Please count the lines in the listing below where the word "closed" appears. Give the number only.

______

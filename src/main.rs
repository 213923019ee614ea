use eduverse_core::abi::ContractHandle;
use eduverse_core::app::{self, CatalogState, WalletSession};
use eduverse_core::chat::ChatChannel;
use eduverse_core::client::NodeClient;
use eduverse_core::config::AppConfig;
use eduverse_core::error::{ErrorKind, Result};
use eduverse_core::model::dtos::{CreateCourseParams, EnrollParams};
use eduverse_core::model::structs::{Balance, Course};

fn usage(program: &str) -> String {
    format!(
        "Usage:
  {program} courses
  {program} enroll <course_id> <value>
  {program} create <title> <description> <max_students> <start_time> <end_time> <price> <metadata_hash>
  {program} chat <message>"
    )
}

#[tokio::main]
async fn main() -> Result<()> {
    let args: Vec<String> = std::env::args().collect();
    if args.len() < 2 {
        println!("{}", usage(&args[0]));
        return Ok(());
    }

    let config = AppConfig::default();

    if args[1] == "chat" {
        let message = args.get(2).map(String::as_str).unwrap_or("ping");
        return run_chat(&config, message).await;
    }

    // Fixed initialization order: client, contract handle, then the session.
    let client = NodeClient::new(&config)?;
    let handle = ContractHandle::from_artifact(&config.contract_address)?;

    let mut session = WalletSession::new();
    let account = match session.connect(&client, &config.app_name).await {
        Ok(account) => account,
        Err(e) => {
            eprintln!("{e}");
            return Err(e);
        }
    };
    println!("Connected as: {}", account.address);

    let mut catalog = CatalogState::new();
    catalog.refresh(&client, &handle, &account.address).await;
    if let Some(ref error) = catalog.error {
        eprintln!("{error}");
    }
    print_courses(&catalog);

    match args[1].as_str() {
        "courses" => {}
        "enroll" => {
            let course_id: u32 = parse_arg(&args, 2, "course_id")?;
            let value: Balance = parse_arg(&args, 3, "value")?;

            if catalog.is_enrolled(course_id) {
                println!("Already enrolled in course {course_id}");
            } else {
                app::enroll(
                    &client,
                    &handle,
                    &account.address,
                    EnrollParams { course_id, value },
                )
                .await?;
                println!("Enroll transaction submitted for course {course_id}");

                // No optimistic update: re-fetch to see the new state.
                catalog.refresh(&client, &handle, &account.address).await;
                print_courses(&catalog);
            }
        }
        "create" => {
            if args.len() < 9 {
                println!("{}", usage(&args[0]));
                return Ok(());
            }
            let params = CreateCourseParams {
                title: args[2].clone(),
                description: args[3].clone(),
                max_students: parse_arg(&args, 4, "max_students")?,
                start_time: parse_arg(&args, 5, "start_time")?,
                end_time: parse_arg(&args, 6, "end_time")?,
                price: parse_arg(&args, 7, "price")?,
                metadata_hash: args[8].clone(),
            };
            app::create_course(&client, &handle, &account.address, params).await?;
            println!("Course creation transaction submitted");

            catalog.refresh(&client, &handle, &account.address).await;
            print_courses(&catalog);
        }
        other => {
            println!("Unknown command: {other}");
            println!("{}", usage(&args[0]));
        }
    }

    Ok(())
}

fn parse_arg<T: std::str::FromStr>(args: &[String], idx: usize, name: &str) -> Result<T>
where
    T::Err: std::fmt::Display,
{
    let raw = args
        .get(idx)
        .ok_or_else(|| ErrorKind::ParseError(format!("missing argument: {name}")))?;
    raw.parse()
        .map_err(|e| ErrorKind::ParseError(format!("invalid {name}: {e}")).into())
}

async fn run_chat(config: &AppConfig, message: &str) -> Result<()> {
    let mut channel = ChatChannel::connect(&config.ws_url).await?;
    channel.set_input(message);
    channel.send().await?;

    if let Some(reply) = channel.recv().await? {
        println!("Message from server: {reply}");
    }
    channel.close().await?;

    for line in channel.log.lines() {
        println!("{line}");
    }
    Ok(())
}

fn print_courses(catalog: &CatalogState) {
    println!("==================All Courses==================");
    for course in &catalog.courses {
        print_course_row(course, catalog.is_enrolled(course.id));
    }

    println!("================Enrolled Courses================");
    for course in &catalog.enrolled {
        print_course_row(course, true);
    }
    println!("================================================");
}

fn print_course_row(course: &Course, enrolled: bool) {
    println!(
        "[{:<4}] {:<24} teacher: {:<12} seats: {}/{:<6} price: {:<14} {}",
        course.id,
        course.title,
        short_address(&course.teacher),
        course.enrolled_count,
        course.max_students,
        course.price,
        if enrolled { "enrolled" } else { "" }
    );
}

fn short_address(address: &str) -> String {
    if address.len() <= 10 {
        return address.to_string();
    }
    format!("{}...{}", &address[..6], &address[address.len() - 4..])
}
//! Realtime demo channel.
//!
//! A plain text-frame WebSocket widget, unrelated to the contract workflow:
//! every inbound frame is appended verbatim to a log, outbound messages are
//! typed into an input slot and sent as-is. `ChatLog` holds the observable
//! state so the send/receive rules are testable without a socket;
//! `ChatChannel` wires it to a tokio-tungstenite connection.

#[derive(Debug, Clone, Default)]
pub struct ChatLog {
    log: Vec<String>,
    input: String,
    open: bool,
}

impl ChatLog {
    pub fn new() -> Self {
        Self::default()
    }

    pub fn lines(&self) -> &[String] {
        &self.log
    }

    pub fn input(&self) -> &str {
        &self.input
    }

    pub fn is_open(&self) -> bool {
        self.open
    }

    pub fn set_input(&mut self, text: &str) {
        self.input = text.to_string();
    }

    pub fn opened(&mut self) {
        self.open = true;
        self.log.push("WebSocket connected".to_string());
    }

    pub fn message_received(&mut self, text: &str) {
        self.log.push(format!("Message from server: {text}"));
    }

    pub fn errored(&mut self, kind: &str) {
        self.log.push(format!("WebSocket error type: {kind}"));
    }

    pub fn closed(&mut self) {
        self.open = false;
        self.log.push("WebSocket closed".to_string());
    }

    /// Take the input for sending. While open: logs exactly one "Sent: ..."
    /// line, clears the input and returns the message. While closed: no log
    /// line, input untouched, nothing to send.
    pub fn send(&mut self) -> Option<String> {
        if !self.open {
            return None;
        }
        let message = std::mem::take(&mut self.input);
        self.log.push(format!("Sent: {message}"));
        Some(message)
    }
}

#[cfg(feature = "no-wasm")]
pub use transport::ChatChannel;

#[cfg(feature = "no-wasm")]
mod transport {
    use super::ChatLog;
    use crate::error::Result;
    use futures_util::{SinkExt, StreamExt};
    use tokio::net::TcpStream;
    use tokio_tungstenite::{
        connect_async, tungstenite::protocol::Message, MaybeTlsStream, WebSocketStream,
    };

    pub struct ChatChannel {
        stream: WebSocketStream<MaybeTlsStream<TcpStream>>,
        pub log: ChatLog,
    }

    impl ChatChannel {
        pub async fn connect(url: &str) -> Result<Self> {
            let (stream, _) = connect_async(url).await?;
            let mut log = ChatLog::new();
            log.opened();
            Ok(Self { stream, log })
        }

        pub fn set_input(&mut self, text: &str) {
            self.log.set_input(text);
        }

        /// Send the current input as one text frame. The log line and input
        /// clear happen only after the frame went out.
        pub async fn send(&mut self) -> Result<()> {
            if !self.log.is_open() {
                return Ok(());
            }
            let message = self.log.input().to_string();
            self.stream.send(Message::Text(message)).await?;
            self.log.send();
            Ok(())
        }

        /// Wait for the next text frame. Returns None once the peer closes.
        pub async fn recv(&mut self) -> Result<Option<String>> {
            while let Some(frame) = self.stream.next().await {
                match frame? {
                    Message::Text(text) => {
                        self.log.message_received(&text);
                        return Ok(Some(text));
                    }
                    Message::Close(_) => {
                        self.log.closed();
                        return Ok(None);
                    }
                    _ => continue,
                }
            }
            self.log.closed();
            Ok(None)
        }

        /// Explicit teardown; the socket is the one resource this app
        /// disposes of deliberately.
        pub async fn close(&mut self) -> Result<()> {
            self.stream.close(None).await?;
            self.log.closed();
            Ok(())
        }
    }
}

______

== Reply to the task ==
6